Order 1. Commelinaceæ. The complete Liliaceous structure without great reductions in the number of whorls, but with generally few ovules in each loculus of the ovary, is found in the Commelinaceæ, an almost exclusively tropical order with about 317 species; herbs, some of which are introduced into our gardens and greenhouses. The stems are nodose; the leaves often clasping; the flowers are arranged in unipared scorpioid cymes, often so that they form a zig-zag series falling in the median line of the bracts, and after flowering they bend regularly to the right or left, outwards or inwards. They are more or less zygomorphic, particularly in the stamens, which in the same flower are of different forms or partially suppressed. The outer series of the perianth is sepaloid, the inner petaloid, generally violet or blue; the filaments are sometimes clothed with hairs formed of rows of bead-like cells (well known for showing protoplasmic movements). Fruit a trilocular capsule with loculicidal dehiscence (generally few-seeded); in some a nut. The radicle is covered by an external, warty, projecting covering which is cast off on germination.—The abundant raphides lie in elongated cells whose transverse walls they perforate.—Commelina, Tradescantia, Tinantia, Cyanotis, Dichorisandra.

Order 2. Mayacaceæ. This order is closely allied to the Commelinaceæ. 7 species. American marsh- or water-plants.

In many of the following orders of this family the flowers are united into compound inflorescences, with which is accompanied a reduction in the flower.

Order 3. Xyridaceæ (50 species). Marsh-plants with radical, often equitant leaves arranged in 2 rows, and short spikes on long (twisted) stalks. The flowers, as in the Commelinaceæ, have sepals (which however are more chaffy) and petals, but the outer series of stamens is wanting. Capsule (generally many-seeded).

Order 4. Rapateaceæ. Marsh-plants with radical leaves, usually in two rows, and several spikelets on the summit of the main axis, clustered into a capitulum or unilateral spike. Each spikelet has numerous imbricate floral-leaves and one flower. 24 species. South America.

Order 5. Eriocaulaceæ. The “Compositæ among Monocotyledons,” a tropical order. The flowers are borne in a capitulum surrounded by an involucre, very similar to that of the Compositæ. The flowers are very small, unisexual, ♂ and ♀ often mixed indiscriminately in the same capitulum; they have the usual pentacyclic structure; the leaves of the inner perianth are often connate and more membranous than the outer; in some the outer series of stamens are suppressed; in each of the 3 loculi is one pendulous ovule. Capsule. The leaves are generally radical and grass-like.—335 species; Eriocaulon, Paepalanthus, etc., E. septangulare on the west coast of Scotland, and Ireland, and in North America.

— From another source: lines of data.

//! # lrmesh-core
//!
//! Mesh-networking packet router for long-range radio links. This crate
//! sits between a half-duplex radio transceiver and the rest of the
//! system: it encodes and decodes a compact binary frame format,
//! propagates messages across multiple hops with managed flooding,
//! suppresses duplicate rebroadcasts, and keeps a live table of peers
//! with link-quality metrics.
//!
//! ## Architecture
//!
//! ```text
//! ┌───────────────────────────────────────────────────────────────┐
//! │                    Application boundary                       │
//! │      send_message / event stream / node list / stats          │
//! └───────────────────────────────────────────────────────────────┘
//!                               │
//!                               ▼
//! ┌───────────────────────────────────────────────────────────────┐
//! │                      MeshSession (task)                       │
//! │  ┌──────────────────────┐   ┌──────────────────────────────┐  │
//! │  │     FloodRouter      │   │  pending relays (jittered)   │  │
//! │  │  dedup │ node table  │   │  cancel on duplicate heard   │  │
//! │  └──────────────────────┘   └──────────────────────────────┘  │
//! └───────────────────────────────────────────────────────────────┘
//!                               │
//!                               ▼
//! ┌──────────────────────────────┐   ┌───────────────────────────┐
//! │    wire codec (CRC-16)       │   │   GatewayBridge (opt.)    │
//! └──────────────────────────────┘   └───────────────────────────┘
//!                               │
//!                               ▼
//! ┌───────────────────────────────────────────────────────────────┐
//! │            RadioTransport (half-duplex, single owner)         │
//! └───────────────────────────────────────────────────────────────┘
//! ```
//!
//! ## Example
//!
//! ```rust,no_run
//! use lrmesh_core::{MeshConfig, MeshSession, SimBus};
//!
//! #[tokio::main]
//! async fn main() {
//!     let bus = SimBus::new();
//!     let (session, mut events) = MeshSession::spawn(MeshConfig::default(), bus.endpoint());
//!
//!     session.handle().send_text("hello mesh").await.unwrap();
//!     if let Some(event) = events.recv().await {
//!         println!("{event:?}");
//!     }
//!     session.shutdown().await;
//! }
//! ```

pub mod config;
pub mod dedup;
pub mod error;
pub mod gateway;
pub mod nodes;
pub mod packet;
pub mod payload;
pub mod radio;
pub mod router;
pub mod session;
pub mod sim;
pub mod wire;

// Re-export main types
pub use config::{ChannelConfig, MeshConfig};
pub use error::{CodecError, MeshError, TransmitError};
pub use gateway::{ChannelGateway, GatewayBridge};
pub use nodes::{NodeInfo, NodeTable};
pub use packet::{MeshPacket, NodeId};
pub use payload::PayloadType;
pub use radio::{RadioTransport, RxFrame};
pub use router::{Disposition, FloodRouter, RouterStats, RxOutcome};
pub use session::{MeshEvent, MeshHandle, MeshSession};
pub use sim::{SimBus, SimRadio};
//! Duplicate packet suppression
//!
//! Every node that relays a flooded packet records its identity here, so
//! a copy heard again from a different neighbor within the retention
//! window is dropped instead of re-relayed. This is the mechanism that
//! keeps a managed flood from becoming a broadcast storm.

use crate::packet::NodeId;
use std::collections::HashMap;
use std::time::{Duration, Instant};

/// Short-lived record of recently seen packet identities.
///
/// Entries expire after the retention window, which should exceed the
/// worst-case end-to-end flood propagation time for the configured hop
/// budget. Identity collisions after expiry cause at most one spurious
/// duplicate delivery, which is acceptable.
#[derive(Debug)]
pub struct DedupCache {
    seen: HashMap<(NodeId, u32), Instant>,
    retention: Duration,
    last_sweep: Instant,
}

/// How often the opportunistic sweep actually walks the map
const SWEEP_INTERVAL: Duration = Duration::from_secs(30);

impl DedupCache {
    pub fn new(retention: Duration, now: Instant) -> Self {
        Self {
            seen: HashMap::new(),
            retention,
            last_sweep: now,
        }
    }

    /// True if this identity was recorded within the retention window
    pub fn seen(&self, source: NodeId, id: u32, now: Instant) -> bool {
        self.seen
            .get(&(source, id))
            .map(|recorded| now.duration_since(*recorded) < self.retention)
            .unwrap_or(false)
    }

    /// Insert or refresh an identity. Sweeps expired entries
    /// opportunistically; there is no dedicated timer.
    pub fn record(&mut self, source: NodeId, id: u32, now: Instant) {
        if now.duration_since(self.last_sweep) > SWEEP_INTERVAL {
            self.sweep(now);
        }
        self.seen.insert((source, id), now);
    }

    /// Drop all expired entries to bound memory
    pub fn sweep(&mut self, now: Instant) {
        let retention = self.retention;
        self.seen
            .retain(|_, recorded| now.duration_since(*recorded) < retention);
        self.last_sweep = now;
    }

    /// Number of live entries
    pub fn len(&self) -> usize {
        self.seen.len()
    }

    pub fn is_empty(&self) -> bool {
        self.seen.is_empty()
    }
}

Order 6. Restiaceæ. A small, especially S. African and S. Australian, xerophilous order (about 235 species), which is quite similar in habit to the Juncaceæ and Cyperaceæ. The leaves are often reduced to sheaths. The flowers are diœcious, the perianth as in Juncus, but the outer series of stamens suppressed. The ovary and fruit as in Eriocaulaceæ; the ovary, however, may be unilocular, and the fruit a nut. Restio, etc.